Required action: As the lines appear below, please set them down exactly, starting at the first and finishing with the one containing "value, den: 1".

Data excerpts:

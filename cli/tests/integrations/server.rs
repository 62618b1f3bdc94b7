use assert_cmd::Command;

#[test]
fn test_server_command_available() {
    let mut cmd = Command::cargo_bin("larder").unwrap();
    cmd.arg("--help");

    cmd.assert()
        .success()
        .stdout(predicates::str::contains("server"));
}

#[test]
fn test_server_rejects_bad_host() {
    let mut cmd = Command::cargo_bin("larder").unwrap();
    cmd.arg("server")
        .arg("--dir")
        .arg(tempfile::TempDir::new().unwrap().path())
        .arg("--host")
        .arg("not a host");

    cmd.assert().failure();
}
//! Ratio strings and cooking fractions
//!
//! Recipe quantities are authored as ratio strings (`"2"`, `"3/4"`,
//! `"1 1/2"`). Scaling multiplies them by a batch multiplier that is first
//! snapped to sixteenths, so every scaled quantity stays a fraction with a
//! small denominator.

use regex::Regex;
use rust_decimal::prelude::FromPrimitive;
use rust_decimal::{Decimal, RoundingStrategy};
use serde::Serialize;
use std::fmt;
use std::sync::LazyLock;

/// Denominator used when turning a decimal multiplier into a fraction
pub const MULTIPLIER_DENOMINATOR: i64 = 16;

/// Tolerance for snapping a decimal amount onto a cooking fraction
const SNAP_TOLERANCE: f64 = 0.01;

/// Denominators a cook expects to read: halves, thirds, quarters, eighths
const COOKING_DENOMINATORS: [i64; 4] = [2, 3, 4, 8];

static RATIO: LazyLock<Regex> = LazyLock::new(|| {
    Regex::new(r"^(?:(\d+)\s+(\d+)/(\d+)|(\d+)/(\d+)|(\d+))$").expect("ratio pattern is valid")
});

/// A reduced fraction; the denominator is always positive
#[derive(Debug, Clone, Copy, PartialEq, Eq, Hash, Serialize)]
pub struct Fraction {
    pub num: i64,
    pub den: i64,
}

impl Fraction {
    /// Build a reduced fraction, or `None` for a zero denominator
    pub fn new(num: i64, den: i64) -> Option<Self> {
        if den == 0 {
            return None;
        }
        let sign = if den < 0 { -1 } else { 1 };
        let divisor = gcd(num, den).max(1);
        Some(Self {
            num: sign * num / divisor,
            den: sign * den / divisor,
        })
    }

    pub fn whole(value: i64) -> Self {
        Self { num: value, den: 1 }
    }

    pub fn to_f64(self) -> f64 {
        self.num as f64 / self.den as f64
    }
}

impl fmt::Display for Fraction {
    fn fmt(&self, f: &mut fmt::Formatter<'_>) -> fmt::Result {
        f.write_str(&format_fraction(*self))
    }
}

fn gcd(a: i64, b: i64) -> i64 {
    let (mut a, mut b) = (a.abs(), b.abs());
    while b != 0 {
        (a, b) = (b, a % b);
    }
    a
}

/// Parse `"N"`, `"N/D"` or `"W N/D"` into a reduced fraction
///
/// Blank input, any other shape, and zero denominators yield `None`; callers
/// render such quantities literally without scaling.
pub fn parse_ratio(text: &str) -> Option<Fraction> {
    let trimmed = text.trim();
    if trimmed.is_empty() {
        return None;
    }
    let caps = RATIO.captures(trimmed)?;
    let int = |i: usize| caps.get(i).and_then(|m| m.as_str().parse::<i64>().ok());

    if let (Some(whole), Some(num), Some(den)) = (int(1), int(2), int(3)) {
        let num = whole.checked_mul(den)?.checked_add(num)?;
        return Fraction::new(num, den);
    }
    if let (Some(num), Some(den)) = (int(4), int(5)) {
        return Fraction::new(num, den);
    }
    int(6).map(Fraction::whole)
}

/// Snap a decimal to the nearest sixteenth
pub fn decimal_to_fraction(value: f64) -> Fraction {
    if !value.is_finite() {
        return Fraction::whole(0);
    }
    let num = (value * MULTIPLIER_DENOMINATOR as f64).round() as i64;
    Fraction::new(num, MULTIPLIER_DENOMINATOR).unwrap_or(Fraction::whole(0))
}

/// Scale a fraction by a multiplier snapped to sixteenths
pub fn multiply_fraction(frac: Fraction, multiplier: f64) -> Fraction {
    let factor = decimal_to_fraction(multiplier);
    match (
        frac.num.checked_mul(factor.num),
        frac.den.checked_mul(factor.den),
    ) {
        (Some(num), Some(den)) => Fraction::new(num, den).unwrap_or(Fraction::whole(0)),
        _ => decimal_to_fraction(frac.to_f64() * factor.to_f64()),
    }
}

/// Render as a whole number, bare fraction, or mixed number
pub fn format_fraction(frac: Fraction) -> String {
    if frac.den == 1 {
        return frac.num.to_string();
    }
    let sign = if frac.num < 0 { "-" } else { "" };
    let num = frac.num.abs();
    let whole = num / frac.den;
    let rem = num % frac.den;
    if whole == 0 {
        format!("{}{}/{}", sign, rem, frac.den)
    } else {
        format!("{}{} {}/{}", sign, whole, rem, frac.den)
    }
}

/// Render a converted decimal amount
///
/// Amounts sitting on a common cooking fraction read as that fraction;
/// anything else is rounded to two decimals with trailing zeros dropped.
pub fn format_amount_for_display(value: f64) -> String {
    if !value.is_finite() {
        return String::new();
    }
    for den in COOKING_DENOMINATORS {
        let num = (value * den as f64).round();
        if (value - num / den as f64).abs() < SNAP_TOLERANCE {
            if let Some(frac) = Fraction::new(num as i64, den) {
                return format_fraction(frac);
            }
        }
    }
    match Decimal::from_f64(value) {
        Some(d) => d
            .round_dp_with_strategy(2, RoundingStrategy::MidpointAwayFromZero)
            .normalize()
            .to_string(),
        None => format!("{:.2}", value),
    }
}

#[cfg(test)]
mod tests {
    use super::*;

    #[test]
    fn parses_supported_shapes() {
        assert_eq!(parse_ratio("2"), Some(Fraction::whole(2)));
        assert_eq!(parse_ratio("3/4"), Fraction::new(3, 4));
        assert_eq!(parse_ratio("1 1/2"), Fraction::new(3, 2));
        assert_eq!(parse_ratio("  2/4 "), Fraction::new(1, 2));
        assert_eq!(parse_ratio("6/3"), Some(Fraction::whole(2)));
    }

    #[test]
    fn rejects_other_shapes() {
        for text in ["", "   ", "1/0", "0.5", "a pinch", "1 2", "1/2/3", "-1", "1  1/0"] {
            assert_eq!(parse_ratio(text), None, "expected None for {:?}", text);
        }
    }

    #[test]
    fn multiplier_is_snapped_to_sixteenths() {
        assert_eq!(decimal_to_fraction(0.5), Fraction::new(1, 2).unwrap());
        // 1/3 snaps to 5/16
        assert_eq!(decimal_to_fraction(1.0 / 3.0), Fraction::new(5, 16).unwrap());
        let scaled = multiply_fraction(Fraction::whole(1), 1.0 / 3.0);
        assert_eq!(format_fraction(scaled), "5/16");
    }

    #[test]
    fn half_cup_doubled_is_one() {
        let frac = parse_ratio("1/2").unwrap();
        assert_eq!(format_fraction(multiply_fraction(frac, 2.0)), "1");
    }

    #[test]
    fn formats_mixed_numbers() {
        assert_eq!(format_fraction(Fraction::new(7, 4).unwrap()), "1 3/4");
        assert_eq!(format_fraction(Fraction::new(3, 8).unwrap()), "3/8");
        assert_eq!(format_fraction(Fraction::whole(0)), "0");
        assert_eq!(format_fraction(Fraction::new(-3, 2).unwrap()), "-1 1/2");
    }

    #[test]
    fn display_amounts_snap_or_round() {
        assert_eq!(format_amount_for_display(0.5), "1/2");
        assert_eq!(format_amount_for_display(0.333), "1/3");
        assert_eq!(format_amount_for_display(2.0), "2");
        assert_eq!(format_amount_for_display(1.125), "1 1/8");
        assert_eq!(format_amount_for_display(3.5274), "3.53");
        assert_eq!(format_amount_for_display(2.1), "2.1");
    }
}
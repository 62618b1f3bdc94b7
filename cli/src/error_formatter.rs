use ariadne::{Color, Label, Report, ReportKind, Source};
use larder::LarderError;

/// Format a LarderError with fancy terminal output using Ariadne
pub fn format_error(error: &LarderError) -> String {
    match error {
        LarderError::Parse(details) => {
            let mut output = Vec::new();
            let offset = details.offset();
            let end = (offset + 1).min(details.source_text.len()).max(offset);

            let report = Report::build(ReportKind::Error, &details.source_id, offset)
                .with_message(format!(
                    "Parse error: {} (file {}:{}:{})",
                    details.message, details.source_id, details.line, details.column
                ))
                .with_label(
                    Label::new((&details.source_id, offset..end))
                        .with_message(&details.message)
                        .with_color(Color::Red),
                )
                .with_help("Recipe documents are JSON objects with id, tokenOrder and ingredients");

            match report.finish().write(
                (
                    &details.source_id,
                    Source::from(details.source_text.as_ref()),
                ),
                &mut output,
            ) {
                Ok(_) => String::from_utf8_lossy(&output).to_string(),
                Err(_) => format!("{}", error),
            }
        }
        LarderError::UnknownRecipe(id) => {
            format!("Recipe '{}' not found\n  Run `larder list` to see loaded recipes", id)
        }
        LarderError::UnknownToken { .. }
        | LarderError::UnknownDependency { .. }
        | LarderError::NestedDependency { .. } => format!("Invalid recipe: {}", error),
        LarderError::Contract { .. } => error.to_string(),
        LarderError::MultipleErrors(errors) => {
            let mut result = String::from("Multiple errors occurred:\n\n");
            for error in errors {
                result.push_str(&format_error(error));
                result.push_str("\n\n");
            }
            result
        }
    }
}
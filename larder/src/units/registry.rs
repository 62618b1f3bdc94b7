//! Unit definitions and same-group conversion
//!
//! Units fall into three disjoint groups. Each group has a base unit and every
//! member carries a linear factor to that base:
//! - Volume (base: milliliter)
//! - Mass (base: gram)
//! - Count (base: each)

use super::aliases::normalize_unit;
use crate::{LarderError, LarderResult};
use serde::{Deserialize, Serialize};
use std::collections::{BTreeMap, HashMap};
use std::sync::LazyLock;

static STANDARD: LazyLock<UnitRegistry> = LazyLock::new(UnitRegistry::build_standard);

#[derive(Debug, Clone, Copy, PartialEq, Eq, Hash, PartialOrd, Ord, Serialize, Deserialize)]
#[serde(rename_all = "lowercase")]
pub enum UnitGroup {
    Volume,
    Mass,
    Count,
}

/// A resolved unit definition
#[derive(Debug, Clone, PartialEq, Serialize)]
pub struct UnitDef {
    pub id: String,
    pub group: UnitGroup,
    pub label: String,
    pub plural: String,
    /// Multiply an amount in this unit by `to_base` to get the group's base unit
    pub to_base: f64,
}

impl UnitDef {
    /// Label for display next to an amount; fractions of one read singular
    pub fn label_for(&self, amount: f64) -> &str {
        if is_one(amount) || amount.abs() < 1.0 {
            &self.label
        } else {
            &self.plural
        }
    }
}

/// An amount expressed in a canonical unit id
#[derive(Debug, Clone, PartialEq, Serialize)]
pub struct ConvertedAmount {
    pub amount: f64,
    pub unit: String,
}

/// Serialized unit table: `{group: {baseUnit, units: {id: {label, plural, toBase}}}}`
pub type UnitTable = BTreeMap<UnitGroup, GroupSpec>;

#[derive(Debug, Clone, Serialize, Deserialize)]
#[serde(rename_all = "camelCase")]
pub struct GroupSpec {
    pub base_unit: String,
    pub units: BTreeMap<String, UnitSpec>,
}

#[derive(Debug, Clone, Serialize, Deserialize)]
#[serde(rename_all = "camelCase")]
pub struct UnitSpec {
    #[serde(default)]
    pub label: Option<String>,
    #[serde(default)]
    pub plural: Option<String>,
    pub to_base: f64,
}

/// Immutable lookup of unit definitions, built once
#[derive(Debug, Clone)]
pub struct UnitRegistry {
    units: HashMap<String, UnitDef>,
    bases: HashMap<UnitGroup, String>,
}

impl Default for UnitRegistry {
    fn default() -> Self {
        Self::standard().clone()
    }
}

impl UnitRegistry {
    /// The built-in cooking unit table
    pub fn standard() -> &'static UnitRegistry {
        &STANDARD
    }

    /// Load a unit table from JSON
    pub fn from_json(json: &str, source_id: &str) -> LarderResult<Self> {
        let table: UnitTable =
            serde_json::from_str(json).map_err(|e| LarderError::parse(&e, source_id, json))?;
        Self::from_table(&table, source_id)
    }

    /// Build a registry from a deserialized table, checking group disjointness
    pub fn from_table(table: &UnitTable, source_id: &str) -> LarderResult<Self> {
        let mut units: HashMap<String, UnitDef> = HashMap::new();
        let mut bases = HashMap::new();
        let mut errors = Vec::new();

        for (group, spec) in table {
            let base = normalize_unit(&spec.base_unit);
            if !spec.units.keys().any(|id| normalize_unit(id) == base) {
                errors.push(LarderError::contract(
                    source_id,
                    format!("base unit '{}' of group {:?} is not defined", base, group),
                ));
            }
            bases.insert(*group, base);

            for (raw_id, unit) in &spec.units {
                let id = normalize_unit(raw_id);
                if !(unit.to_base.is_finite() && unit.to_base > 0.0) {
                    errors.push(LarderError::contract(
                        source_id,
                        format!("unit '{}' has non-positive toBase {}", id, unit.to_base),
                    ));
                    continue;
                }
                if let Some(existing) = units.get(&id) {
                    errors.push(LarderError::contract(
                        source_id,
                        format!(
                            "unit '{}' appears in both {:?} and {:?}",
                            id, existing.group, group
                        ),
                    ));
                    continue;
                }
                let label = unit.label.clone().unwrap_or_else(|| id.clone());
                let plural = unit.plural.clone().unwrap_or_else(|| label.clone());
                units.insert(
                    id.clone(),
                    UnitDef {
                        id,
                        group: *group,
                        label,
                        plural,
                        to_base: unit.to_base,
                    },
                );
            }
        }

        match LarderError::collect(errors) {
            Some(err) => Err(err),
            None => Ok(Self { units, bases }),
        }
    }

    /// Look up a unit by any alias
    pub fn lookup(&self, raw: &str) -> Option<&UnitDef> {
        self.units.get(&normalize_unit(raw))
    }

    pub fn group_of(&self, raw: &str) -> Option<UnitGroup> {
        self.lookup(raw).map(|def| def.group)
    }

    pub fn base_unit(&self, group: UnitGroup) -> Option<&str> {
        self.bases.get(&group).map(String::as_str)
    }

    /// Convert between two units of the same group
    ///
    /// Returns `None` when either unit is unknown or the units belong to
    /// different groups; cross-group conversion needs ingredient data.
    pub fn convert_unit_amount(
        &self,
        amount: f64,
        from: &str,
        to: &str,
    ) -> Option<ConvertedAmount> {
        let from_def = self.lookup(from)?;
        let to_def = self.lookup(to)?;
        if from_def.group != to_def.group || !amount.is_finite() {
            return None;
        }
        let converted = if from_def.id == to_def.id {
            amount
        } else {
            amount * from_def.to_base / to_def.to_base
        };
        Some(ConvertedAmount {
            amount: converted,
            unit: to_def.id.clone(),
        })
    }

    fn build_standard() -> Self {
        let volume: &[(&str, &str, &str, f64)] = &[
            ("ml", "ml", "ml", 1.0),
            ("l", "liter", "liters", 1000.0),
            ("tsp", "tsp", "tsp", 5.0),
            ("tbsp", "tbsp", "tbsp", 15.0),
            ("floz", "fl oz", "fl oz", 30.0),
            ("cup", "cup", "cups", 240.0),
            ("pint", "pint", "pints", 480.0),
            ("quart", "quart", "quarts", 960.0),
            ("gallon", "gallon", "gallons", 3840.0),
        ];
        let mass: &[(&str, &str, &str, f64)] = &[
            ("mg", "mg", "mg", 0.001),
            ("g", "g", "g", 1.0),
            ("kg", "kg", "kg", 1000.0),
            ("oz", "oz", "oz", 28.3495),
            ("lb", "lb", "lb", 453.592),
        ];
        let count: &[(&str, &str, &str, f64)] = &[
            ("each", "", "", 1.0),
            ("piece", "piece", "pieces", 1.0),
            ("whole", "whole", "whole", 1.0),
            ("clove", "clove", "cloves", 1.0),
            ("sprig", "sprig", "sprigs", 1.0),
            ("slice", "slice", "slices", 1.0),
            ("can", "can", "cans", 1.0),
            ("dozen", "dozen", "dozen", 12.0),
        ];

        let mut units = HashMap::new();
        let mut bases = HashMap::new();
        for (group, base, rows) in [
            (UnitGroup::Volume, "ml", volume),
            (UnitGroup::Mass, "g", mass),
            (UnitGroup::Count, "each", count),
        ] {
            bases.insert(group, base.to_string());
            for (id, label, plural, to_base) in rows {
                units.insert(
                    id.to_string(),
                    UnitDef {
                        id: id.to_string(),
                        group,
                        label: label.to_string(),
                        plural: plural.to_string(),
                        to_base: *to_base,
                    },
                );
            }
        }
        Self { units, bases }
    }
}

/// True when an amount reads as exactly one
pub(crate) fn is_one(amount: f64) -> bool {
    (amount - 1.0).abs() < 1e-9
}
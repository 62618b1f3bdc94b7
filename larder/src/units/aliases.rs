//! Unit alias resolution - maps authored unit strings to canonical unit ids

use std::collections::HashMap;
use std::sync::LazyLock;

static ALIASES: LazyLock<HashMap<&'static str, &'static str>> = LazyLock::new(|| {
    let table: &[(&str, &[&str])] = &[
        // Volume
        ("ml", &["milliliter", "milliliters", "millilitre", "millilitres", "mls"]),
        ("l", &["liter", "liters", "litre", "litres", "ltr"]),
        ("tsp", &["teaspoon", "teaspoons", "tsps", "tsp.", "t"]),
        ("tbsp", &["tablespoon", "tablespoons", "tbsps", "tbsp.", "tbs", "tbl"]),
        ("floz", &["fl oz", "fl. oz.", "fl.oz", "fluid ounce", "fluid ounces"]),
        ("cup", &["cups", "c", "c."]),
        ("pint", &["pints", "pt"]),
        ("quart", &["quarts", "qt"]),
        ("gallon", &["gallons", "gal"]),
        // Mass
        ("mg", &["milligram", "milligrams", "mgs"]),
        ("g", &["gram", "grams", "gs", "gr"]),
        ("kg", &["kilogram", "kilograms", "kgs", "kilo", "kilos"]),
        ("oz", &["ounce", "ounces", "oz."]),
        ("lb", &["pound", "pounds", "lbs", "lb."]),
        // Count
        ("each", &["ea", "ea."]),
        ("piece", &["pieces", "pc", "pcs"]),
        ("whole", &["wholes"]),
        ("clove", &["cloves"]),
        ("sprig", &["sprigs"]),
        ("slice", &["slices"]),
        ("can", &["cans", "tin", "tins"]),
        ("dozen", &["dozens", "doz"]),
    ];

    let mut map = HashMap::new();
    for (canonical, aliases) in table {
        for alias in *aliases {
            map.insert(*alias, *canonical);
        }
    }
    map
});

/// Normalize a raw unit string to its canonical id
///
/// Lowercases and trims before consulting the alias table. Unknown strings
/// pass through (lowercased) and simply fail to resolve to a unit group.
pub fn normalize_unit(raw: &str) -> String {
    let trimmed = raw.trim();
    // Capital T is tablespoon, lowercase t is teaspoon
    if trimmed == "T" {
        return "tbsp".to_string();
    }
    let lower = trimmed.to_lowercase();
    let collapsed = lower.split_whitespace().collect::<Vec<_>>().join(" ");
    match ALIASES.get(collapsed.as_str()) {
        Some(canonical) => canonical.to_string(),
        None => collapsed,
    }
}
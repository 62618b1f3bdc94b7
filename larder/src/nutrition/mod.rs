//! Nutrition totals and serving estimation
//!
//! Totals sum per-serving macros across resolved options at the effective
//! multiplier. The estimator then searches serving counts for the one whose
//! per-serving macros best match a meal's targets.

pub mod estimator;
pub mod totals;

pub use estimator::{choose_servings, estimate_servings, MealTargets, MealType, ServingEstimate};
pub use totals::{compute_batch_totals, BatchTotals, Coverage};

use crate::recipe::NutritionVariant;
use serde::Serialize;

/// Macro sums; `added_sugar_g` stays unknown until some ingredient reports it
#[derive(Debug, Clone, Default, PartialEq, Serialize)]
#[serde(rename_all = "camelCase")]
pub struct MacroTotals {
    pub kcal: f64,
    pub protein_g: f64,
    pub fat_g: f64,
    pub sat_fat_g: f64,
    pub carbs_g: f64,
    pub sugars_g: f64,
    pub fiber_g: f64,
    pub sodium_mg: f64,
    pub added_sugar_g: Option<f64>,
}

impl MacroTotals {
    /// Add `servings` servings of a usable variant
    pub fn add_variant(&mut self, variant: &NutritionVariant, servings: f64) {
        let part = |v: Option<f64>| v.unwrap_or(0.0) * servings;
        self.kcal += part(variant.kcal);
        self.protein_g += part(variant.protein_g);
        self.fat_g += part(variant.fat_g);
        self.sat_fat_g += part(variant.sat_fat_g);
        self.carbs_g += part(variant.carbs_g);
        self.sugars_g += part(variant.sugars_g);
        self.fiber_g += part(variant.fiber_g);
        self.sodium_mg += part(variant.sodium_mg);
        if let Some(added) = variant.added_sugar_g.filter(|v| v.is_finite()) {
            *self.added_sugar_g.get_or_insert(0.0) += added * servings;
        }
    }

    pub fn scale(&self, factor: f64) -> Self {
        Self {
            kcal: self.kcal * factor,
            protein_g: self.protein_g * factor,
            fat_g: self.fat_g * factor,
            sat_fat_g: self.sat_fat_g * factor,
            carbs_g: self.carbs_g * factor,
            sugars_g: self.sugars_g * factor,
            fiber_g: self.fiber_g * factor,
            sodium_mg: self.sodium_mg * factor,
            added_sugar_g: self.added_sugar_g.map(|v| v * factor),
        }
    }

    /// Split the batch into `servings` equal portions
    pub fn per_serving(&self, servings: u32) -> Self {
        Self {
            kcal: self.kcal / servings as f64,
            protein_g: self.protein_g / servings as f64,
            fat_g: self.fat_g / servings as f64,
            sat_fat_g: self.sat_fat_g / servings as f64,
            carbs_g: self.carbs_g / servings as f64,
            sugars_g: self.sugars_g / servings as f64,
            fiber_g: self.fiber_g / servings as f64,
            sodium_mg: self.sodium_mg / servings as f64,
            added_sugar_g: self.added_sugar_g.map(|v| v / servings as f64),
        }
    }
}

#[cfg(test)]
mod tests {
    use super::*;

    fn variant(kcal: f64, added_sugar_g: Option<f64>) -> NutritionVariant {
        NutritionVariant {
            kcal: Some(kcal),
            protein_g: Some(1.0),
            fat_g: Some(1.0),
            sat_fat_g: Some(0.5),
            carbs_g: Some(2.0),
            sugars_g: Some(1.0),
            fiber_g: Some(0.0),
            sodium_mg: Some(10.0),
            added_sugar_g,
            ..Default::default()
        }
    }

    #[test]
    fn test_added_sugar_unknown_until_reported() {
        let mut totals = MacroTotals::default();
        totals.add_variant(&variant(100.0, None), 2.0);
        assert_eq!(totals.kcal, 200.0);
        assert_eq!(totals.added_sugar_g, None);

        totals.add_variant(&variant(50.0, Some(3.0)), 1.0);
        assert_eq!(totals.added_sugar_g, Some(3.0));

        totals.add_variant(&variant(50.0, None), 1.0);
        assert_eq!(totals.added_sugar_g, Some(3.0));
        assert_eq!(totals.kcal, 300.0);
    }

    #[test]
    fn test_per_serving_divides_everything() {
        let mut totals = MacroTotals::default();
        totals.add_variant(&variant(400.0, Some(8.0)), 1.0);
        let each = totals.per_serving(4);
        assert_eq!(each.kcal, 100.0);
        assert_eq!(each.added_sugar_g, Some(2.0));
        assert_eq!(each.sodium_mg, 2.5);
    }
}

Answer to the problem:
filename cli/tests/integrations/server.rs
repository 62618b1f3bdc94b7
use assert_cmd::Command;

#[test]
fn test_server_command_available() {
    let mut cmd = Command::cargo_bin("larder").unwrap();
    cmd.arg("--help");

    cmd.assert()
        .success()
        .stdout(predicates::str::contains("server"));
}

#[test]
fn test_server_rejects_bad_host() {
    let mut cmd = Command::cargo_bin("larder").unwrap();
    cmd.arg("server")
        .arg("--dir")
        .arg(tempfile::TempDir::new().unwrap().path())
        .arg("--host")
        .arg("not a host");

    cmd.assert().failure();
}
//! Ratio strings and cooking fractions
//!
//! Recipe quantities are authored as ratio strings (`"2"`, `"3/4"`,
//! `"1 1/2"`). Scaling multiplies them by a batch multiplier that is first
//! snapped to sixteenths, so every scaled quantity stays a fraction with a
//! small denominator.

use regex::Regex;
use rust_decimal::prelude::FromPrimitive;
use rust_decimal::{Decimal, RoundingStrategy};
use serde::Serialize;
use std::fmt;
use std::sync::LazyLock;

/// Denominator used when turning a decimal multiplier into a fraction
pub const MULTIPLIER_DENOMINATOR: i64 = 16;

/// Tolerance for snapping a decimal amount onto a cooking fraction
const SNAP_TOLERANCE: f64 = 0.01;

/// Denominators a cook expects to read: halves, thirds, quarters, eighths
const COOKING_DENOMINATORS: [i64; 4] = [2, 3, 4, 8];

static RATIO: LazyLock<Regex> = LazyLock::new(|| {
    Regex::new(r"^(?:(\d+)\s+(\d+)/(\d+)|(\d+)/(\d+)|(\d+))$").expect("ratio pattern is valid")
});

/// A reduced fraction; the denominator is always positive
#[derive(Debug, Clone, Copy, PartialEq, Eq, Hash, Serialize)]
pub struct Fraction {
    pub num: i64,
    pub den: i64,
}

impl Fraction {
    /// Build a reduced fraction, or `None` for a zero denominator
    pub fn new(num: i64, den: i64) -> Option<Self> {
        if den == 0 {
            return None;
        }
        let sign = if den < 0 { -1 } else { 1 };
        let divisor = gcd(num, den).max(1);
        Some(Self {
            num: sign * num / divisor,
            den: sign * den / divisor,
        })
    }

    pub fn whole(value: i64) -> Self {
        Self { num: value, den: 1 }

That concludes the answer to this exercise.